Dane’s experience also comes just as the services have asked for a decrease of more than 17,000 military medical positions in the Defense Department’s fiscal year 2020 budget. Those spots would instead go to combat or combat-support troops.
But a recent GAO report states that the military did not adequately assess whether there would be enough providers close to bases to provide care—or whether it would actually save the military money to outsource care. It also found there’s no process in place to monitor progress or challenges.
“DOD’s plan identified actions needed to facilitate MTF restructuring, but the department is not well positioned to execute the transitions,” the report states.
The second aide said Congress has not been told what the reasoning is behind the cut—including how that might change with the pandemic.
For now, the DHA transition has been put on hold, which means DHA will not take over management of five treatment facilities until after a 90-day pause.
Then the DHA plans to reassess whether to begin again, or recommend another pause to continue focusing their resources on the pandemic response.
Despite the pause—and the issues cited in the GAO report—McCaffery told reporters in June that they plan to begin to transfer some stateside medical facilities by the end of 2020, according to Military.com. He also said he expects the plan due to Congress to be completed in the next several weeks, with the aftermath of the virus taken into consideration as the military plans for future pandemics.
But the changes raise another question: Does it make sense for the military to employ an active duty, highly specialized medical professional who performs expensive surgeries almost entirely on civilian dependents and retirees?

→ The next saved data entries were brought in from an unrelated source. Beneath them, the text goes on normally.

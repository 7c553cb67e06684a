use std::path::{Path, PathBuf};

use anyhow::{Context, Result};
use config::{Config, Environment, File};
use serde::Deserialize;

const DEFAULT_CONFIG_FILE: &str = "firmware_crawler.toml";

/// Runtime settings: defaults, then an optional TOML file, then `FWC_*` env vars.
#[derive(Debug, Clone, Deserialize)]
pub struct Settings {
    /// SQLite file holding crawled records
    pub db_path: PathBuf,
    /// Site root that relative links are resolved against
    pub base_url: Option<String>,
    /// Where downloaded assets land
    pub download_dir: PathBuf,
    pub user_agent: String,
    pub timeout_secs: u64,
    pub connect_timeout_secs: u64,
}

impl Settings {
    pub fn load(file: Option<&Path>) -> Result<Self> {
        let mut builder = Config::builder()
            .set_default("db_path", "data/firmware.sqlite")?
            .set_default("download_dir", "downloads")?
            .set_default(
                "user_agent",
                concat!("firmware_crawler/", env!("CARGO_PKG_VERSION")),
            )?
            .set_default("timeout_secs", 300)?
            .set_default("connect_timeout_secs", 15)?;

        builder = match file {
            Some(path) => builder.add_source(File::from(path).required(true)),
            None => builder.add_source(File::with_name(DEFAULT_CONFIG_FILE).required(false)),
        };

        builder
            .add_source(Environment::with_prefix("FWC"))
            .build()
            .context("Failed to load settings")?
            .try_deserialize()
            .context("Invalid settings")
    }
}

The Institute for Defense Analyses, a nonprofit that provides expertise in national security issues, found that medical specialists used almost exclusively for dependent and veteran health care, particularly if they are not ready to deploy, “can have large impacts on DoD cost.”
At Walter Reed, between 50 and 60 people receive kidney donor transplants a year, Constantino said. And the hospital recently put out a call for more living donors, citing an approximate 380 veterans on the national kidney transplant list. For those patients, the benefits of Walter Reed’s surgeries are clear.
Constantino said Dane and five others scheduled for surgery were offered outside care during their surgeon’s two-month deployment through the United Network for Organ Sharing, a nonprofit that manages the national organ transplantation system. Dane said he was offered that option, but the process was long and involved, so he decided to wait.
When his surgeon returned from deployment, and his donor flew back to Bethesda from Michigan, Dane received his kidney—on April 1. His donor was “practically walking on her own the next day,” he said.
By the end of April, Dane was on his way home to Louisiana and ready to get started on life.